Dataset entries

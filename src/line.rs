//! Charlieplex drive lines and the trait platform backends implement.
//!
//! Each of the five lines is a bidirectional I/O pin with three useful
//! electrical states: high impedance (input, no pull), driven low and
//! driven high. Implementations must update the output latch before the
//! direction so no transition ever drives a line unintentionally.

use heapless::Vec;

/// Number of physical drive lines in the matrix.
pub const LINE_COUNT: usize = 5;

/// A drive line index in `0..5`.
#[derive(Clone, Copy, Debug, PartialEq, Eq, PartialOrd, Ord)]
#[cfg_attr(feature = "defmt", derive(defmt::Format))]
pub struct Line(u8);

impl Line {
    pub const L0: Self = Self(0);
    pub const L1: Self = Self(1);
    pub const L2: Self = Self(2);
    pub const L3: Self = Self(3);
    pub const L4: Self = Self(4);

    /// All lines in index order.
    pub const ALL: [Line; LINE_COUNT] = [Self::L0, Self::L1, Self::L2, Self::L3, Self::L4];

    /// Create a line from a raw index, or `None` if out of range.
    #[inline]
    #[must_use]
    pub const fn new(index: u8) -> Option<Self> {
        if (index as usize) < LINE_COUNT {
            Some(Self(index))
        } else {
            None
        }
    }

    /// Raw index as `usize` for array lookups.
    #[inline]
    #[must_use]
    pub const fn index(self) -> usize {
        self.0 as usize
    }
}

/// Electrical configuration of a line.
#[derive(Clone, Copy, Default, Debug, PartialEq, Eq)]
#[cfg_attr(feature = "defmt", derive(defmt::Format))]
pub enum LineLevel {
    /// Input without pull: neither sources nor sinks current.
    #[default]
    HiZ,
    /// Output driven low (LED cathode side).
    Low,
    /// Output driven high (LED anode side).
    High,
}

/// Platform access to the five Charlieplex lines.
///
/// Every method is idempotent and may be called in any order. Lines are
/// addressed by [`Line`], so the index precondition holds by construction.
pub trait LineDriver {
    /// Clear the output latch, then switch the line to input.
    fn set_hi_z(&mut self, line: Line);

    /// Clear the output latch, then switch the line to output.
    fn set_low(&mut self, line: Line);

    /// Set the output latch, then switch the line to output.
    fn set_high(&mut self, line: Line);

    /// Put every line into high impedance.
    fn all_hi_z(&mut self) {
        for line in Line::ALL {
            self.set_hi_z(line);
        }
    }
}

impl<T: LineDriver + ?Sized> LineDriver for &mut T {
    #[inline]
    fn set_hi_z(&mut self, line: Line) {
        (**self).set_hi_z(line);
    }

    #[inline]
    fn set_low(&mut self, line: Line) {
        (**self).set_low(line);
    }

    #[inline]
    fn set_high(&mut self, line: Line) {
        (**self).set_high(line);
    }
}

/// Return the `(source, sink)` pair if exactly one line is high, exactly
/// one is low and the rest float. Any other combination lights no single
/// LED deterministically and yields `None`.
#[must_use]
pub fn energized_pair(levels: &[LineLevel; LINE_COUNT]) -> Option<(Line, Line)> {
    let mut source = None;
    let mut sink = None;
    for (line, level) in Line::ALL.iter().zip(levels) {
        match level {
            LineLevel::HiZ => {}
            LineLevel::High if source.is_none() => source = Some(*line),
            LineLevel::Low if sink.is_none() => sink = Some(*line),
            _ => return None,
        }
    }
    source.zip(sink)
}

/// One recorded line change of [`FakeLines`].
#[derive(Clone, Copy, Debug, PartialEq, Eq)]
#[cfg_attr(feature = "defmt", derive(defmt::Format))]
pub struct LineOp {
    pub line: Line,
    pub level: LineLevel,
}

/// In-memory line backend for host tests.
///
/// Tracks the current level of every line and keeps a log of the first
/// `N` operations. Operations past capacity are counted in
/// [`dropped`](Self::dropped) instead of logged.
#[derive(Debug, Default)]
pub struct FakeLines<const N: usize = 64> {
    levels: [LineLevel; LINE_COUNT],
    ops: Vec<LineOp, N>,
    dropped: usize,
}

impl<const N: usize> FakeLines<N> {
    /// All lines floating, empty log.
    #[must_use]
    pub fn new() -> Self {
        Self {
            levels: [LineLevel::HiZ; LINE_COUNT],
            ops: Vec::new(),
            dropped: 0,
        }
    }

    /// Current level of every line.
    #[inline]
    #[must_use]
    pub fn levels(&self) -> &[LineLevel; LINE_COUNT] {
        &self.levels
    }

    /// Current level of one line.
    #[inline]
    #[must_use]
    pub fn level(&self, line: Line) -> LineLevel {
        self.levels[line.index()]
    }

    /// True if every line floats.
    #[must_use]
    pub fn all_floating(&self) -> bool {
        self.levels.iter().all(|level| *level == LineLevel::HiZ)
    }

    /// Logged operations, oldest first.
    #[inline]
    #[must_use]
    pub fn ops(&self) -> &[LineOp] {
        &self.ops
    }

    /// Operations that did not fit in the log.
    #[inline]
    #[must_use]
    pub fn dropped(&self) -> usize {
        self.dropped
    }

    /// Forget logged operations, keeping the current levels.
    pub fn clear_log(&mut self) {
        self.ops.clear();
        self.dropped = 0;
    }

    fn record(&mut self, line: Line, level: LineLevel) {
        self.levels[line.index()] = level;
        if self.ops.push(LineOp { line, level }).is_err() {
            self.dropped += 1;
        }
    }
}

impl<const N: usize> LineDriver for FakeLines<N> {
    fn set_hi_z(&mut self, line: Line) {
        self.record(line, LineLevel::HiZ);
    }

    fn set_low(&mut self, line: Line) {
        self.record(line, LineLevel::Low);
    }

    fn set_high(&mut self, line: Line) {
        self.record(line, LineLevel::High);
    }
}

#[cfg(test)]
mod tests {
    use super::*;

    #[test]
    fn test_line_range() {
        assert_eq!(Line::new(4), Some(Line::L4));
        assert_eq!(Line::new(5), None);
    }

    #[test]
    fn test_fake_lines_records_levels() {
        let mut lines: FakeLines = FakeLines::new();
        lines.set_high(Line::L0);
        lines.set_low(Line::L3);
        assert_eq!(lines.level(Line::L0), LineLevel::High);
        assert_eq!(lines.level(Line::L3), LineLevel::Low);
        assert_eq!(energized_pair(lines.levels()), Some((Line::L0, Line::L3)));

        lines.all_hi_z();
        assert!(lines.all_floating());
        assert_eq!(lines.ops().len(), 2 + LINE_COUNT);
    }

    #[test]
    fn test_fake_lines_idempotent() {
        let mut lines: FakeLines = FakeLines::new();
        lines.set_low(Line::L2);
        lines.set_low(Line::L2);
        lines.set_hi_z(Line::L2);
        lines.set_hi_z(Line::L2);
        assert!(lines.all_floating());
    }

    #[test]
    fn test_fake_lines_log_overflow() {
        let mut lines: FakeLines<2> = FakeLines::new();
        lines.all_hi_z();
        assert_eq!(lines.ops().len(), 2);
        assert_eq!(lines.dropped(), LINE_COUNT - 2);
        lines.clear_log();
        assert!(lines.ops().is_empty());
        assert_eq!(lines.dropped(), 0);
    }

    #[test]
    fn test_energized_pair_rejects_ambiguous() {
        let mut levels = [LineLevel::HiZ; LINE_COUNT];
        assert_eq!(energized_pair(&levels), None);
        levels[0] = LineLevel::High;
        assert_eq!(energized_pair(&levels), None);
        levels[1] = LineLevel::Low;
        levels[2] = LineLevel::Low;
        assert_eq!(energized_pair(&levels), None);
    }

    #[test]
    fn test_driver_through_mut_ref() {
        fn drive(mut driver: impl LineDriver) {
            driver.set_high(Line::L1);
        }

        let mut lines: FakeLines = FakeLines::new();
        drive(&mut lines);
        assert_eq!(lines.level(Line::L1), LineLevel::High);
    }
}
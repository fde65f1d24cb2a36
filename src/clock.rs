//! The delay-and-tick collaborator.
//!
//! All LED hold times and all button/animation thresholds are counted in
//! ticks of a single monotonic counter. Whoever blocks must also advance
//! that counter by the same amount, which is why waiting and counting are
//! one operation here.

use embedded_hal::delay::DelayNs;

/// Monotonic tick source that can block for a number of ticks.
///
/// One tick is one millisecond on hardware. The counter wraps at
/// `u32::MAX`; consumers compare instants with `wrapping_sub`.
pub trait Clock {
    /// Current tick count.
    fn now(&self) -> u32;

    /// Block for `ticks` and advance the counter by exactly `ticks`.
    fn advance(&mut self, ticks: u32);
}

impl<T: Clock + ?Sized> Clock for &mut T {
    #[inline]
    fn now(&self) -> u32 {
        (**self).now()
    }

    #[inline]
    fn advance(&mut self, ticks: u32) {
        (**self).advance(ticks);
    }
}

/// Clock that never waits; time moves only through [`Clock::advance`].
///
/// Used for deterministic host tests.
#[derive(Clone, Copy, Default, Debug, PartialEq, Eq)]
pub struct ManualClock {
    now: u32,
}

impl ManualClock {
    /// Start at tick `now`.
    #[must_use]
    pub const fn starting_at(now: u32) -> Self {
        Self { now }
    }
}

impl Clock for ManualClock {
    #[inline]
    fn now(&self) -> u32 {
        self.now
    }

    #[inline]
    fn advance(&mut self, ticks: u32) {
        self.now = self.now.wrapping_add(ticks);
    }
}

/// Clock backed by a blocking [`DelayNs`] implementation, one tick per millisecond.
pub struct DelayClock<D> {
    delay: D,
    now: u32,
}

impl<D: DelayNs> DelayClock<D> {
    /// Wrap a blocking delay, starting the counter at zero.
    #[must_use]
    pub const fn new(delay: D) -> Self {
        Self { delay, now: 0 }
    }

    /// Decompose into the wrapped delay.
    pub fn into_inner(self) -> D {
        self.delay
    }
}

impl<D: DelayNs> Clock for DelayClock<D> {
    #[inline]
    fn now(&self) -> u32 {
        self.now
    }

    fn advance(&mut self, ticks: u32) {
        self.delay.delay_ms(ticks);
        self.now = self.now.wrapping_add(ticks);
    }
}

## WHAT THE EXERCISE ASKS
Retype the records above from the very first line down to the line with "in index order.", keeping both of those lines. Include nothing beyond them.

## REPLY
filename src/line.rs
//! Charlieplex drive lines and the trait platform backends implement.
//!
//! Each of the five lines is a bidirectional I/O pin with three useful
//! electrical states: high impedance (input, no pull), driven low and
//! driven high. Implementations must update the output latch before the
//! direction so no transition ever drives a line unintentionally.

use heapless::Vec;

/// Number of physical drive lines in the matrix.
pub const LINE_COUNT: usize = 5;

/// A drive line index in `0..5`.
#[derive(Clone, Copy, Debug, PartialEq, Eq, PartialOrd, Ord)]
#[cfg_attr(feature = "defmt", derive(defmt::Format))]
pub struct Line(u8);

impl Line {
    pub const L0: Self = Self(0);
    pub const L1: Self = Self(1);
    pub const L2: Self = Self(2);
    pub const L3: Self = Self(3);
    pub const L4: Self = Self(4);

    /// All lines in index order.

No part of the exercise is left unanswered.